■ WHAT YOU NEED TO DO ■
The answer consists solely of the listing's lines from the first through the line containing "a single byte.", each reproduced exactly.

■ THE DATA ■
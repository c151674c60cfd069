use std::fmt;

/// Wire format markers. Every tagged value begins with one of these bytes.
#[derive(Clone, Copy, Debug, PartialEq, Eq)]
pub enum Marker {
    Null,
    Bool,
    I8,
    I16,
    I32,
    I64,
    U8,
    U16,
    U32,
    U64,
    F32,
    F64,
    Str,
    Bin,
    DateTime,
    SmallInt,
    Reference,
    Array,
    UniformArray,
    SparseArray,
    Collection,
    Map,
    UserType,
    Identified,
    Reserved(u8),
}

impl Marker {
    /// Construct a marker from a single byte.
    pub fn from_u8(n: u8) -> Marker {
        match n {
            0x00 => Marker::Null,
            0x01 => Marker::Bool,
            0x03 => Marker::I8,
            0x04 => Marker::I16,
            0x05 => Marker::I32,
            0x06 => Marker::I64,
            0x07 => Marker::U8,
            0x08 => Marker::U16,
            0x09 => Marker::U32,
            0x0a => Marker::U64,
            0x0b => Marker::F32,
            0x0c => Marker::F64,
            0x0d => Marker::Str,
            0x0e => Marker::Bin,
            0x0f => Marker::DateTime,
            0x10 => Marker::SmallInt,
            0x11 => Marker::Reference,
            0x20 => Marker::Array,
            0x21 => Marker::UniformArray,
            0x22 => Marker::SparseArray,
            0x23 => Marker::Collection,
            0x24 => Marker::Map,
            0x25 => Marker::UserType,
            0x30 => Marker::Identified,
            n => Marker::Reserved(n),
        }
    }

    /// Converts a marker object into a single-byte representation.
    pub fn into_u8(self) -> u8 {
        match self {
            Marker::Null => 0x00,
            Marker::Bool => 0x01,
            Marker::I8 => 0x03,
            Marker::I16 => 0x04,
            Marker::I32 => 0x05,
            Marker::I64 => 0x06,
            Marker::U8 => 0x07,
            Marker::U16 => 0x08,
            Marker::U32 => 0x09,
            Marker::U64 => 0x0a,
            Marker::F32 => 0x0b,
            Marker::F64 => 0x0c,
            Marker::Str => 0x0d,
            Marker::Bin => 0x0e,
            Marker::DateTime => 0x0f,
            Marker::SmallInt => 0x10,
            Marker::Reference => 0x11,
            Marker::Array => 0x20,
            Marker::UniformArray => 0x21,
            Marker::SparseArray => 0x22,
            Marker::Collection => 0x23,
            Marker::Map => 0x24,
            Marker::UserType => 0x25,
            Marker::Identified => 0x30,
            Marker::Reserved(n) => n,
        }
    }
}

impl From<u8> for Marker {
    fn from(val: u8) -> Marker {
        Marker::from_u8(val)
    }
}

impl From<Marker> for u8 {
    fn from(val: Marker) -> u8 {
        val.into_u8()
    }
}

/// The type of a value in the tree: a scalar kind, or one of the composite kinds.
///
/// User types carry the numeric type id found in their header. A [`TypeContext`] maps those ids
/// to and from type names.
///
/// [`TypeContext`]: crate::TypeContext
#[derive(Clone, Copy, Debug, PartialEq, Eq, Hash)]
pub enum TypeTag {
    Null,
    Bool,
    I8,
    I16,
    I32,
    I64,
    U8,
    U16,
    U32,
    U64,
    F32,
    F64,
    Str,
    Bin,
    DateTime,
    /// A small integer whose width was left off the wire. Its real width can only be recovered
    /// from whoever reads it.
    SmallInt,
    Reference,
    Array,
    UniformArray,
    SparseArray,
    Collection,
    Map,
    UserType(u32),
}

impl TypeTag {
    /// Get the type tag for a scalar or composite marker. Returns `None` for the identity prefix,
    /// reserved markers, and user types (whose tag needs the type id that follows the marker).
    pub fn from_marker(marker: Marker) -> Option<TypeTag> {
        Some(match marker {
            Marker::Null => TypeTag::Null,
            Marker::Bool => TypeTag::Bool,
            Marker::I8 => TypeTag::I8,
            Marker::I16 => TypeTag::I16,
            Marker::I32 => TypeTag::I32,
            Marker::I64 => TypeTag::I64,
            Marker::U8 => TypeTag::U8,
            Marker::U16 => TypeTag::U16,
            Marker::U32 => TypeTag::U32,
            Marker::U64 => TypeTag::U64,
            Marker::F32 => TypeTag::F32,
            Marker::F64 => TypeTag::F64,
            Marker::Str => TypeTag::Str,
            Marker::Bin => TypeTag::Bin,
            Marker::DateTime => TypeTag::DateTime,
            Marker::SmallInt => TypeTag::SmallInt,
            Marker::Reference => TypeTag::Reference,
            Marker::Array => TypeTag::Array,
            Marker::UniformArray => TypeTag::UniformArray,
            Marker::SparseArray => TypeTag::SparseArray,
            Marker::Collection => TypeTag::Collection,
            Marker::Map => TypeTag::Map,
            Marker::UserType | Marker::Identified | Marker::Reserved(_) => return None,
        })
    }

    pub fn marker(self) -> Marker {
        match self {
            TypeTag::Null => Marker::Null,
            TypeTag::Bool => Marker::Bool,
            TypeTag::I8 => Marker::I8,
            TypeTag::I16 => Marker::I16,
            TypeTag::I32 => Marker::I32,
            TypeTag::I64 => Marker::I64,
            TypeTag::U8 => Marker::U8,
            TypeTag::U16 => Marker::U16,
            TypeTag::U32 => Marker::U32,
            TypeTag::U64 => Marker::U64,
            TypeTag::F32 => Marker::F32,
            TypeTag::F64 => Marker::F64,
            TypeTag::Str => Marker::Str,
            TypeTag::Bin => Marker::Bin,
            TypeTag::DateTime => Marker::DateTime,
            TypeTag::SmallInt => Marker::SmallInt,
            TypeTag::Reference => Marker::Reference,
            TypeTag::Array => Marker::Array,
            TypeTag::UniformArray => Marker::UniformArray,
            TypeTag::SparseArray => Marker::SparseArray,
            TypeTag::Collection => Marker::Collection,
            TypeTag::Map => Marker::Map,
            TypeTag::UserType(_) => Marker::UserType,
        }
    }

    /// True for the kinds that have children.
    pub fn is_composite(self) -> bool {
        matches!(
            self,
            TypeTag::Array
                | TypeTag::UniformArray
                | TypeTag::SparseArray
                | TypeTag::Collection
                | TypeTag::Map
                | TypeTag::UserType(_)
        )
    }

    pub fn is_integer(self) -> bool {
        matches!(
            self,
            TypeTag::I8
                | TypeTag::I16
                | TypeTag::I32
                | TypeTag::I64
                | TypeTag::U8
                | TypeTag::U16
                | TypeTag::U32
                | TypeTag::U64
                | TypeTag::SmallInt
        )
    }

    /// Whether values of this type may appear as the untagged elements of a uniform array.
    pub fn is_uniform_element(self) -> bool {
        !matches!(self, TypeTag::Null | TypeTag::Reference)
    }

    /// Payload width in bytes for scalars whose encoding has a fixed size.
    pub fn fixed_width(self) -> Option<usize> {
        match self {
            TypeTag::Null => Some(0),
            TypeTag::Bool | TypeTag::I8 | TypeTag::U8 | TypeTag::SmallInt => Some(1),
            TypeTag::I16 | TypeTag::U16 => Some(2),
            TypeTag::I32 | TypeTag::U32 | TypeTag::F32 | TypeTag::Reference => Some(4),
            TypeTag::I64 | TypeTag::U64 | TypeTag::F64 | TypeTag::DateTime => Some(8),
            _ => None,
        }
    }

    /// Write this tag the way a uniform array header records its element type: the marker byte,
    /// followed by the type id for user types.
    pub fn encode_header(self, buf: &mut Vec<u8>) {
        buf.push(self.marker().into());
        if let TypeTag::UserType(id) = self {
            buf.extend_from_slice(&id.to_le_bytes());
        }
    }

    pub fn name(&self) -> &'static str {
        match self {
            TypeTag::Null => "Null",
            TypeTag::Bool => "Bool",
            TypeTag::I8 => "I8",
            TypeTag::I16 => "I16",
            TypeTag::I32 => "I32",
            TypeTag::I64 => "I64",
            TypeTag::U8 => "U8",
            TypeTag::U16 => "U16",
            TypeTag::U32 => "U32",
            TypeTag::U64 => "U64",
            TypeTag::F32 => "F32",
            TypeTag::F64 => "F64",
            TypeTag::Str => "Str",
            TypeTag::Bin => "Bin",
            TypeTag::DateTime => "DateTime",
            TypeTag::SmallInt => "SmallInt",
            TypeTag::Reference => "Reference",
            TypeTag::Array => "Array",
            TypeTag::UniformArray => "UniformArray",
            TypeTag::SparseArray => "SparseArray",
            TypeTag::Collection => "Collection",
            TypeTag::Map => "Map",
            TypeTag::UserType(_) => "UserType",
        }
    }
}

impl fmt::Display for TypeTag {
    fn fmt(&self, f: &mut fmt::Formatter) -> fmt::Result {
        match self {
            TypeTag::UserType(id) => write!(f, "UserType({})", id),
            _ => f.write_str(self.name()),
        }
    }
}

#[cfg(test)]
mod test {
    use super::*;

    #[test]
    fn marker_bytes() {
        for n in 0..=u8::MAX {
            let marker = Marker::from_u8(n);
            assert_eq!(marker.into_u8(), n, "Marker 0x{:x} should round trip", n);
        }
        assert_eq!(Marker::from_u8(0x02), Marker::Reserved(0x02));
        assert_eq!(Marker::from_u8(0xff), Marker::Reserved(0xff));
    }

    #[test]
    fn tags_from_markers() {
        assert_eq!(TypeTag::from_marker(Marker::I32), Some(TypeTag::I32));
        assert_eq!(TypeTag::from_marker(Marker::UniformArray), Some(TypeTag::UniformArray));
        assert_eq!(TypeTag::from_marker(Marker::UserType), None);
        assert_eq!(TypeTag::from_marker(Marker::Identified), None);
        assert_eq!(TypeTag::UserType(7).marker(), Marker::UserType);
    }

    #[test]
    fn uniform_header() {
        let mut buf = Vec::new();
        TypeTag::I32.encode_header(&mut buf);
        assert_eq!(buf, &[0x05]);
        let mut buf = Vec::new();
        TypeTag::UserType(0x0102).encode_header(&mut buf);
        assert_eq!(buf, &[0x25, 0x02, 0x01, 0x00, 0x00]);
    }

    #[test]
    fn display() {
        assert_eq!(TypeTag::Map.to_string(), "Map");
        assert_eq!(TypeTag::UserType(3).to_string(), "UserType(3)");
    }
}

■ ANSWER FOR THIS EXERCISE ■
repository c151674c60cfd069
use std::fmt;

/// Wire format markers. Every tagged value begins with one of these bytes.
#[derive(Clone, Copy, Debug, PartialEq, Eq)]
pub enum Marker {
    Null,
    Bool,
    I8,
    I16,
    I32,
    I64,
    U8,
    U16,
    U32,
    U64,
    F32,
    F64,
    Str,
    Bin,
    DateTime,
    SmallInt,
    Reference,
    Array,
    UniformArray,
    SparseArray,
    Collection,
    Map,
    UserType,
    Identified,
    Reserved(u8),
}

impl Marker {
    /// Construct a marker from a single byte.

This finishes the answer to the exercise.